Most of that dough wound up in the tyrant-du-jour’s Swiss bank account.
Conservatives have another view. We believe in the Constitution. Its not the job of the federal government to supply a social safety net. We are a Republic with a governing system based on federalism and states rights.
According to the Founders/Framers, each state can set up whatever system their citizens desire. Each state can choose to supply its citizens with everything from endless social welfare, to absolutely nothing, or some level in between.
After 40+ years of the Democrats created liberal welfare state, we’ve wasted trillions of dollars for nothing. The poverty rate in America is basically unchanged. Big government is not the answer.
Is this a joke? Since 1965 the U.S. taxpayer has had his pocket picked to the tune of $2.6 TRILLION in welfare and related transfer payments. I’ve noticed that all that this money has done is create three generations of surly, violent crackheads, welfare bums, and other assorted undesirables, with no end in sight. I expect 95% will vote for Obama.
With almost a billion people living in Africa, that comes to about $20/person per year. That might take an edge off of starvation, but it certainly won't build much of anything.
Africa's best hope is an importation of capitalism and industry. It shows how sad the state of the world is when the best chance of that happening is in the form of Communist China.
“The depressed prices and export losses are the fault of agricultural subsidy programs in first world nations, including the United States.”

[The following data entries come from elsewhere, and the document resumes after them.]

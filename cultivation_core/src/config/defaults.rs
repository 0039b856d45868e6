//! Compiled-in default catalogs, so the crate is usable without any file on
//! disk.

use std::collections::HashMap;

use super::catalogs::{
    AttributeGains, Catalogs, ItemDef, ItemKind, PillDef, PillEffect, RealmEntry, SkillDef,
    StorageRingDef, TechniqueDef, TimedActivityTemplate,
};
use crate::combat::{EffectDescriptor, EffectKind};
use crate::types::DamageKind;

const REALM_NAMES: &[&str] = &[
    "Qi Condensation",
    "Foundation Establishment",
    "Golden Core",
    "Nascent Soul",
    "Spirit Severing",
    "Void Refinement",
    "Body Integration",
    "Mahayana",
    "Tribulation",
    "True Immortal",
];

fn default_realms() -> Vec<RealmEntry> {
    REALM_NAMES
        .iter()
        .enumerate()
        .map(|(i, name)| {
            let tier = i as i64;
            RealmEntry {
                name: name.to_string(),
                required_exp: 1000 * 3u64.pow(i as u32),
                base_success_rate: (0.9 - i as f64 * 0.05).max(0.2),
                breakthrough_gains: AttributeGains {
                    max_hp: 200 + tier * 150,
                    max_mp: 100 + tier * 80,
                    physical_attack: 20 + tier * 15,
                    magic_attack: 20 + tier * 15,
                    physical_defense: 10 + tier * 8,
                    magic_defense: 10 + tier * 8,
                    speed: 2 + tier,
                    critical_rate: 0.0,
                    critical_damage: 0.0,
                    hit_rate: 0.0,
                    dodge_rate: 0.0,
                },
                base_hp: 500 + tier * 300,
                base_mp: 200 + tier * 150,
                base_speed: 10 + tier * 2,
                base_physical_attack: 50 + tier * 25,
                base_magic_attack: 50 + tier * 25,
                base_physical_defense: 20 + tier * 10,
                base_magic_defense: 20 + tier * 10,
            }
        })
        .collect()
}

fn default_skills() -> HashMap<String, SkillDef> {
    let mut map = HashMap::new();
    map.insert(
        "flowing_blade".to_string(),
        SkillDef {
            id: "flowing_blade".to_string(),
            name: "Flowing Blade".to_string(),
            damage_kind: DamageKind::Physical,
            base_damage: 10.0,
            attack_ratio: 1.3,
            mp_cost: 15,
            cooldown: 2,
            realm_requirement: 0,
            price: 200,
            lifesteal: 0.0,
            mp_exhausted_penalty: None,
            effects: Vec::new(),
        },
    );
    map.insert(
        "frost_lance".to_string(),
        SkillDef {
            id: "frost_lance".to_string(),
            name: "Frost Lance".to_string(),
            damage_kind: DamageKind::Magic,
            base_damage: 5.0,
            attack_ratio: 1.1,
            mp_cost: 20,
            cooldown: 3,
            realm_requirement: 1,
            price: 350,
            lifesteal: 0.0,
            mp_exhausted_penalty: None,
            effects: vec![EffectDescriptor::new(EffectKind::Slow, 0.3, 2).with_chance(0.6)],
        },
    );
    map.insert(
        "freeze".to_string(),
        SkillDef {
            id: "freeze".to_string(),
            name: "Freeze".to_string(),
            damage_kind: DamageKind::Magic,
            base_damage: 0.0,
            attack_ratio: 1.0,
            mp_cost: 10,
            cooldown: 0,
            realm_requirement: 0,
            price: 150,
            lifesteal: 0.0,
            mp_exhausted_penalty: None,
            effects: vec![EffectDescriptor::new(EffectKind::Freeze, 0.0, 2).with_chance(1.0)],
        },
    );
    map.insert(
        "bloodletting_strike".to_string(),
        SkillDef {
            id: "bloodletting_strike".to_string(),
            name: "Bloodletting Strike".to_string(),
            damage_kind: DamageKind::Physical,
            base_damage: 8.0,
            attack_ratio: 0.9,
            mp_cost: 12,
            cooldown: 2,
            realm_requirement: 0,
            price: 200,
            lifesteal: 0.25,
            mp_exhausted_penalty: None,
            effects: vec![EffectDescriptor::new(EffectKind::Bleed, 0.05, 3).with_chance(0.5)],
        },
    );
    map.insert(
        "spirit_drain".to_string(),
        SkillDef {
            id: "spirit_drain".to_string(),
            name: "Spirit Drain".to_string(),
            damage_kind: DamageKind::Magic,
            base_damage: 0.0,
            attack_ratio: 0.6,
            mp_cost: 25,
            cooldown: 4,
            realm_requirement: 2,
            price: 500,
            lifesteal: 0.0,
            mp_exhausted_penalty: Some(0.2),
            effects: vec![EffectDescriptor::new(EffectKind::MpBurn, 0.1, 1).with_chance(1.0)],
        },
    );
    map
}

fn default_techniques() -> HashMap<String, TechniqueDef> {
    let mut map = HashMap::new();
    map.insert(
        "basic_sword_art".to_string(),
        TechniqueDef {
            id: "basic_sword_art".to_string(),
            name: "Basic Sword Art".to_string(),
            realm_requirement: 0,
            price: 300,
            bonuses: AttributeGains {
                physical_attack: 15,
                ..Default::default()
            },
            passive_effects: HashMap::new(),
            growth_modifiers: HashMap::new(),
        },
    );
    map.insert(
        "nine_heavens_scripture".to_string(),
        TechniqueDef {
            id: "nine_heavens_scripture".to_string(),
            name: "Nine Heavens Scripture".to_string(),
            realm_requirement: 3,
            price: 2000,
            bonuses: AttributeGains {
                max_hp: 100,
                magic_attack: 30,
                ..Default::default()
            },
            passive_effects: [("speed".to_string(), 5.0)].into_iter().collect(),
            growth_modifiers: [("atk_percent".to_string(), 0.08), ("exp_percent".to_string(), 0.1)]
                .into_iter()
                .collect(),
        },
    );
    map
}

fn default_items() -> HashMap<String, ItemDef> {
    let mut map = HashMap::new();
    map.insert(
        "iron_sword".to_string(),
        ItemDef {
            id: "iron_sword".to_string(),
            name: "Iron Sword".to_string(),
            kind: ItemKind::Weapon,
            rank: 1,
            realm_requirement: 0,
            price: 150,
            bonuses: AttributeGains {
                physical_attack: 25,
                ..Default::default()
            },
        },
    );
    map.insert(
        "azure_robe".to_string(),
        ItemDef {
            id: "azure_robe".to_string(),
            name: "Azure Robe".to_string(),
            kind: ItemKind::Armor,
            rank: 1,
            realm_requirement: 0,
            price: 150,
            bonuses: AttributeGains {
                physical_defense: 15,
                magic_defense: 15,
                ..Default::default()
            },
        },
    );
    map.insert(
        "frostiron_blade".to_string(),
        ItemDef {
            id: "frostiron_blade".to_string(),
            name: "Frostiron Blade".to_string(),
            kind: ItemKind::Weapon,
            rank: 2,
            realm_requirement: 2,
            price: 800,
            bonuses: AttributeGains {
                physical_attack: 60,
                critical_rate: 0.03,
                ..Default::default()
            },
        },
    );
    map
}

fn default_pills() -> HashMap<String, PillDef> {
    let mut map = HashMap::new();
    map.insert(
        "qi_gathering_pill".to_string(),
        PillDef {
            id: "qi_gathering_pill".to_string(),
            name: "Qi Gathering Pill".to_string(),
            price: 50,
            effect: PillEffect::Temporary {
                hp_multiplier: 0.0,
                mp_multiplier: 0.0,
                atk_multiplier: 0.15,
                def_multiplier: 0.0,
                speed_multiplier: 0.0,
                critical_rate_bonus: 0.0,
                dodge_rate_bonus: 0.0,
                cultivation_multiplier_bonus: 0.0,
                breakthrough_bonus: 0.0,
                duration_secs: 1800,
            },
        },
    );
    map.insert(
        "meditation_incense".to_string(),
        PillDef {
            id: "meditation_incense".to_string(),
            name: "Meditation Incense".to_string(),
            price: 120,
            effect: PillEffect::Temporary {
                hp_multiplier: 0.0,
                mp_multiplier: 0.0,
                atk_multiplier: 0.0,
                def_multiplier: 0.0,
                speed_multiplier: 0.0,
                critical_rate_bonus: 0.0,
                dodge_rate_bonus: 0.0,
                cultivation_multiplier_bonus: 0.2,
                breakthrough_bonus: 0.0,
                duration_secs: 3600,
            },
        },
    );
    map.insert(
        "heart_steeling_tea".to_string(),
        PillDef {
            id: "heart_steeling_tea".to_string(),
            name: "Heart-Steeling Tea".to_string(),
            price: 300,
            effect: PillEffect::Temporary {
                hp_multiplier: 0.0,
                mp_multiplier: 0.0,
                atk_multiplier: 0.0,
                def_multiplier: 0.0,
                speed_multiplier: 0.0,
                critical_rate_bonus: 0.0,
                dodge_rate_bonus: 0.0,
                cultivation_multiplier_bonus: 0.0,
                breakthrough_bonus: 0.05,
                duration_secs: 1800,
            },
        },
    );
    map.insert(
        "foundation_pill".to_string(),
        PillDef {
            id: "foundation_pill".to_string(),
            name: "Foundation Pill".to_string(),
            price: 200,
            effect: PillEffect::Permanent {
                gains: AttributeGains {
                    max_hp: 50,
                    ..Default::default()
                },
                max_hp_percent: 0.0,
                max_mp_percent: 0.0,
                atk_percent: 0.0,
                def_percent: 0.0,
            },
        },
    );
    map.insert(
        "breakthrough_pill".to_string(),
        PillDef {
            id: "breakthrough_pill".to_string(),
            name: "Breakthrough Pill".to_string(),
            price: 500,
            effect: PillEffect::Breakthrough { bonus: 0.15, cap: 0.95 },
        },
    );
    map
}

fn default_storage_rings() -> HashMap<String, StorageRingDef> {
    let mut map = HashMap::new();
    map.insert(
        "cloth_pouch".to_string(),
        StorageRingDef {
            id: "cloth_pouch".to_string(),
            name: "Cloth Pouch".to_string(),
            capacity: 10,
            price: 0,
        },
    );
    map.insert(
        "spirit_ring".to_string(),
        StorageRingDef {
            id: "spirit_ring".to_string(),
            name: "Spirit Ring".to_string(),
            capacity: 30,
            price: 1000,
        },
    );
    map
}

fn default_bounties() -> HashMap<String, TimedActivityTemplate> {
    let mut map = HashMap::new();
    map.insert(
        "bandit_cleanup".to_string(),
        TimedActivityTemplate {
            id: "bandit_cleanup".to_string(),
            name: "Bandit Cleanup".to_string(),
            min_realm: 0,
            duration_secs: 900,
            exp_reward: 150,
            gold_reward: 80,
            item_rewards: Vec::new(),
        },
    );
    map
}

fn default_rifts() -> HashMap<String, TimedActivityTemplate> {
    let mut map = HashMap::new();
    map.insert(
        "mist_rift".to_string(),
        TimedActivityTemplate {
            id: "mist_rift".to_string(),
            name: "Mist Rift".to_string(),
            min_realm: 1,
            duration_secs: 3600,
            exp_reward: 600,
            gold_reward: 200,
            item_rewards: vec!["spirit_stone_fragment".to_string()],
        },
    );
    map
}

fn default_adventure_routes() -> HashMap<String, TimedActivityTemplate> {
    let mut map = HashMap::new();
    map.insert(
        "verdant_trail".to_string(),
        TimedActivityTemplate {
            id: "verdant_trail".to_string(),
            name: "Verdant Trail".to_string(),
            min_realm: 0,
            duration_secs: 1800,
            exp_reward: 300,
            gold_reward: 120,
            item_rewards: Vec::new(),
        },
    );
    map
}

pub fn default_catalogs() -> Catalogs {
    Catalogs {
        realms: default_realms(),
        skills: default_skills(),
        techniques: default_techniques(),
        items: default_items(),
        pills: default_pills(),
        storage_rings: default_storage_rings(),
        bounties: default_bounties(),
        rifts: default_rifts(),
        adventure_routes: default_adventure_routes(),
    }
}

#[cfg(test)]
mod tests {
    use super::*;

    #[test]
    fn default_catalogs_are_internally_consistent() {
        let catalogs = default_catalogs();
        assert_eq!(catalogs.realms.len(), REALM_NAMES.len());
        assert!(catalogs.skill("freeze").is_some());
        assert!(catalogs.storage_ring("cloth_pouch").unwrap().capacity > 0);
        for skill in catalogs.skills.values() {
            assert!(skill.realm_requirement < catalogs.realms.len() as u32);
        }
    }
}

No, it’s not the fault of the US and other first world nations. The problem is these poor nations have never developed successful local economies. Producing enough to fed themselves is a good start. If they’re dependent on agricultural exports for success then they’ll never be successful. Stable governments, the rule of law and development local economies is what they need to concentrate on, with exports as an additional source of income, but not the determinant of success or failure.
Foreign Aid causes poverty by subsidizing the ineffectual.